The state fair had been held in Reno for many decades. But in 2011, with a bad economy and dwindling interest, they decided to stop putting it on. This left Nevada as one of only 2 states without a State Fair. Fast forward to 2014, when the Nevada Sesquicentennial Fair was held in Carson City, at Fuji Park, to celebrate Nevada’s 150th birthday. This was kind of a mini state fair, and was popular enough to be granted a second year in 2015. It was known this time as the “Nevada Fair”. The success of these two fairs jump-started a growing effort to bring the State Fair back, so in 2016 instead of holding the Nevada Fair in Fuji Park, they moved it to Mills Park and officially called it the Nevada State Fair. This is now the third year of the Fair being at Mills Park.
All that being said, this new fair still seems to be having some growing pains. It doesn’t have much of a history or tradition behind it, so it seems a little thin. I went to the California State Fair last summer, and there they not only had a carnival and food but they had livestock judging, they had art and photography and sculpture from all over the state on display, and they had space for each of the counties around the state to show off what makes them unique. The Nevada State Fair I went to this weekend had none of that. There wasn’t much I could see that celebrated the diversity of Nevada and that made you come away with a better sense of the state and its people. Mainly what I saw was a carnival and craft booths. Even the livestock events, which had been present at the Nevada Fair when it was at Fuji Park, didn’t carry over to this fair.

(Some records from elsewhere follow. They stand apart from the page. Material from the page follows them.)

//! Server-rendered HTML views over the product file.

use crate::api::AppState;
use crate::models::Product;
use crate::store::StoreError;
use actix_web::{get, web, HttpResponse, Responder};
use rand::seq::SliceRandom;
use serde::Deserialize;
use std::collections::BTreeSet;
use std::fmt::Write;
use tracing::{error, info};

const ALL: &str = "All";
const DEFAULT_KEYWORD: &str = "spa";
const SAMPLE_LINKS: usize = 3;
const COLUMNS: usize = 3;

const STYLE: &str = r#"
body { font-family: sans-serif; margin: 0; background: #fafafa; color: #222; }
nav { background: #1976d2; padding: 10px 20px; }
nav a { color: #fff; margin-right: 16px; text-decoration: none; font-weight: 600; }
.layout { display: flex; gap: 24px; max-width: 80vw; margin: 20px auto; }
.sidebar { width: 240px; flex-shrink: 0; }
.sidebar select, .sidebar button, .sidebar input { width: 100%; margin-bottom: 8px; }
main { flex: 1; }
.grid { display: grid; grid-template-columns: repeat(3, 1fr); gap: 18px; }
.ecom-card { border: 1px solid #e0e0e0; border-radius: 12px; padding: 18px 12px 12px 12px;
  background: #fff; box-shadow: 0 2px 8px rgba(0,0,0,0.04); text-align: center; }
.ecom-title { font-size: 1.15rem; font-weight: 700; margin: 10px 0 4px 0; }
.ecom-price { color: #2e7d32; font-size: 1.1rem; font-weight: bold; margin-bottom: 6px; }
.ecom-badge { display: inline-block; background: #1976d2; color: #fff; border-radius: 8px;
  font-size: 0.85rem; padding: 2px 10px; margin-bottom: 8px; }
.ecom-fields { font-size: 0.95rem; margin-top: 8px; text-align: left; word-break: break-all; }
.info { background: #e3f2fd; padding: 12px; border-radius: 8px; }
.debug { font-family: monospace; font-size: 0.9rem; border-bottom: 1px solid #ddd; padding: 6px 0; }
"#;

#[derive(Debug, Deserialize)]
pub struct BrowseQuery {
    pub category: Option<String>,
    pub supplier: Option<String>,
}

#[derive(Debug, Deserialize)]
pub struct CompareQuery {
    pub keyword: Option<String>,
    pub debug: Option<String>,
    pub run: Option<String>,
}

fn flag(value: &Option<String>) -> bool {
    value
        .as_deref()
        .is_some_and(|v| !matches!(v, "" | "0" | "false" | "off"))
}

pub fn escape(text: &str) -> String {
    let mut out = String::with_capacity(text.len());
    for c in text.chars() {
        match c {
            '&' => out.push_str("&amp;"),
            '<' => out.push_str("&lt;"),
            '>' => out.push_str("&gt;"),
            '"' => out.push_str("&quot;"),
            '\'' => out.push_str("&#39;"),
            other => out.push(other),
        }
    }
    out
}

/// Distinct category labels longer than one character, sorted
pub fn category_options(products: &[Product]) -> Vec<String> {
    products
        .iter()
        .flat_map(|p| p.category.labels())
        .map(str::trim)
        .filter(|label| label.chars().count() > 1)
        .map(str::to_string)
        .collect::<BTreeSet<_>>()
        .into_iter()
        .collect()
}

pub fn supplier_options(products: &[Product]) -> Vec<String> {
    products
        .iter()
        .map(|p| p.supplier.as_str())
        .filter(|s| !s.is_empty())
        .map(str::to_string)
        .collect::<BTreeSet<_>>()
        .into_iter()
        .collect()
}

/// Exact-match filters; `None` or `All` leaves that dimension open
pub fn browse_filter<'a>(
    products: &'a [Product],
    category: Option<&str>,
    supplier: Option<&str>,
) -> Vec<&'a Product> {
    let category = category.filter(|c| *c != ALL);
    let supplier = supplier.filter(|s| *s != ALL);
    products
        .iter()
        .filter(|p| category.map_or(true, |c| p.category.labels().any(|label| label == c)))
        .filter(|p| supplier.map_or(true, |s| p.supplier == s))
        .collect()
}

fn card(product: &Product) -> String {
    let mut html = String::from(r#"<div class="ecom-card">"#);
    if let Some(image) = product.image_url.as_deref().filter(|i| !i.is_empty()) {
        let _ = write!(
            html,
            r#"<img src="{}" width="180" style="margin-bottom:8px;"/>"#,
            escape(image)
        );
    }
    let _ = write!(html, r#"<div class="ecom-title">{}</div>"#, escape(&product.name));
    if let Some(price) = product.price.as_deref().filter(|p| !p.is_empty()) {
        let _ = write!(html, r#"<div class="ecom-price">{}</div>"#, escape(price));
    }
    if !product.supplier.is_empty() {
        let _ = write!(html, r#"<span class="ecom-badge">{}</span>"#, escape(&product.supplier));
    }

    let fields = product.detail_fields();
    if !fields.is_empty() {
        html.push_str(r#"<div class="ecom-fields">"#);
        for (key, value) in fields {
            let _ = write!(html, "<div><strong>{key}:</strong> {}</div>", escape(&value));
        }
        html.push_str("</div>");
    }
    html.push_str("</div>");
    html
}

fn grid<'a>(products: impl IntoIterator<Item = &'a Product>) -> String {
    let cards: String = products.into_iter().map(card).collect();
    format!(r#"<div class="grid">{cards}</div>"#)
}

fn select(name: &str, options: &[String], selected: &str) -> String {
    let mut html = format!(r#"<label>{}</label><select name="{}">"#, escape(name), escape(name));
    for option in std::iter::once(ALL).chain(options.iter().map(String::as_str)) {
        let marker = if option == selected { " selected" } else { "" };
        let _ = write!(html, r#"<option value="{0}"{marker}>{0}</option>"#, escape(option));
    }
    html.push_str("</select>");
    html
}

fn page(title: &str, sidebar: &str, body: &str) -> String {
    format!(
        r#"<!doctype html>
<html lang="en">
<head>
  <meta charset="utf-8" />
  <title>{title}</title>
  <style>{STYLE}</style>
</head>
<body>
  <nav><a href="/dashboard">Browse</a><a href="/dashboard/compare">Compare Prices</a></nav>
  <div class="layout">
    <aside class="sidebar">{sidebar}</aside>
    <main><h1>{title}</h1>{body}</main>
  </div>
</body>
</html>"#,
        title = escape(title),
    )
}

fn html(body: String) -> HttpResponse {
    HttpResponse::Ok()
        .insert_header(("Content-Type", "text/html; charset=utf-8"))
        .body(body)
}

fn load_failure(e: &StoreError) -> HttpResponse {
    let message = match e {
        StoreError::NotFound(_) => "materials.json not found. Run a scrape first.".to_string(),
        other => {
            error!("Dashboard could not read product data: {}", other);
            other.to_string()
        }
    };
    let notice = format!(r#"<p class="info">{}</p>"#, escape(&message));
    let body = page("Materials Explorer", "", &notice);
    let mut response = html(body);
    if matches!(e, StoreError::NotFound(_)) {
        *response.status_mut() = actix_web::http::StatusCode::NOT_FOUND;
    }
    response
}

/// `/materials/{category}` with the label percent-encoded as one path segment
fn api_link(category: &str) -> String {
    format!("/materials/{}", urlencoding::encode(category))
}

/// API links for up to three random categories
fn sample_links(categories: &[String]) -> String {
    let mut html = String::from("<hr/><p><strong>Sample API Links:</strong></p>");
    let mut rng = rand::thread_rng();
    for category in categories.choose_multiple(&mut rng, SAMPLE_LINKS) {
        let href = api_link(category);
        let _ = write!(
            html,
            r#"<a href="{}" target="_blank"><button>{} (View as API)</button></a>"#,
            escape(&href),
            escape(category)
        );
    }
    html
}

#[get("/dashboard")]
pub async fn browse(state: web::Data<AppState>, query: web::Query<BrowseQuery>) -> impl Responder {
    let products = match state.store.load() {
        Ok(products) => products,
        Err(e) => return load_failure(&e),
    };

    let category = query.category.as_deref().unwrap_or(ALL);
    let supplier = query.supplier.as_deref().unwrap_or(ALL);
    let categories = category_options(&products);
    let suppliers = supplier_options(&products);
    let filtered = browse_filter(&products, Some(category), Some(supplier));

    let sidebar = format!(
        r#"<form method="get" action="/dashboard">{}{}<button type="submit">Filter</button></form>{}"#,
        select("category", &categories, category),
        select("supplier", &suppliers, supplier),
        sample_links(&categories),
    );
    let body = format!(
        "<p>Showing {} products in category: {}, supplier: {}</p>{}",
        filtered.len(),
        escape(category),
        escape(supplier),
        grid(filtered.iter().copied()),
    );
    html(page("Materials Explorer", &sidebar, &body))
}

#[get("/dashboard/compare")]
pub async fn compare(
    state: web::Data<AppState>,
    query: web::Query<CompareQuery>,
) -> impl Responder {
    let keyword = query.keyword.as_deref().unwrap_or(DEFAULT_KEYWORD);
    let debug = flag(&query.debug);
    let run = flag(&query.run);

    let mut body = String::from(
        "<p>Products available from multiple suppliers, matched on their normalized name \
         and category fields, are shown below.</p>",
    );
    let _ = write!(
        body,
        r#"<form method="get" action="/dashboard/compare">
<label>Keyword to filter products for debug (e.g., 'spa', 'piscine', 'bain'):</label>
<input type="text" name="keyword" value="{}"/>
<label><input type="checkbox" name="debug" value="1"{}/> Show debug info</label>
<button type="submit" name="run" value="1">Compare</button>
</form>"#,
        escape(keyword),
        if debug { " checked" } else { "" },
    );

    if run {
        let products = match state.store.load() {
            Ok(products) => products,
            Err(e) => return load_failure(&e),
        };

        if debug {
            let _ = write!(
                body,
                "<h3>Debug: Normalized names and categories for products containing '{}':</h3>",
                escape(keyword)
            );
            for entry in state.matcher.debug_matches(&products, keyword) {
                let _ = write!(
                    body,
                    concat!(
                        r#"<div class="debug">Supplier: {}<br/>Original Name: {}<br/>"#,
                        "Normalized Name: {}<br/>All Categories: {}<br/>",
                        "Normalized Categories: {}</div>",
                    ),
                    escape(&entry.product.supplier),
                    escape(&entry.product.name),
                    escape(&entry.name),
                    escape(&entry.raw_categories),
                    escape(&entry.category),
                );
            }
        }

        let groups = state.matcher.group(&products);
        info!("Compare view: {} groups from {} products", groups.len(), products.len());
        if groups.is_empty() {
            body.push_str(r#"<p class="info">No matching products found across suppliers.</p>"#);
        }
        for group in &groups {
            let _ = write!(body, "<h2>{}</h2>", escape(group.title()));
            for row in group.members.chunks(COLUMNS) {
                body.push_str(&grid(row.iter().copied()));
            }
            body.push_str("<hr/>");
        }
    }

    html(page("Compare Prices Across Suppliers", "", &body))
}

There was one unique facet of this fair, though, that definitely has its roots in an older Carson City tradition. A large part of the fair was dedicated to Civil War reenactments, gunfighter demonstrations, and a mountain man encampment. If you’ve been around Carson City for an appreciable amount of time, you’ll remember those as being holdovers from the Kit Carson Rendezvous. The Rendezvous was a beloved Carson City tradition, which also stopped being put on around the same time the State Fair in Reno stopped. In many ways, this event felt more like the return of the Rendezvous than it felt like a state fair, and that seemed very appropriate given the Rendezvous’ long history in Carson City. The fair was even held on the second week in June, which was always the reserved spot for the Rendezvous. So although I was kind of disappointed in the State Fair itself, I was happy to see that elements of the Rendezvous had been brought back.
This is only the third year of this new fair under the new management, so I can understand them having some growing pains. I think that if they’re dedicated they can work on growing the State Fair each year, bringing in more of the traditional elements that are expected from a fair like this, while also keeping the history of the Rendezvous alive. This could grow into something bigger and more entertaining in future years. I just felt it came up a little short this time. Although next month the Carson City Fair is happening at Fuji Park, which is much more focused on animal and livestock events. So if you’re missing those parts of the State Fair, you can attend that fair to get what you’re missing.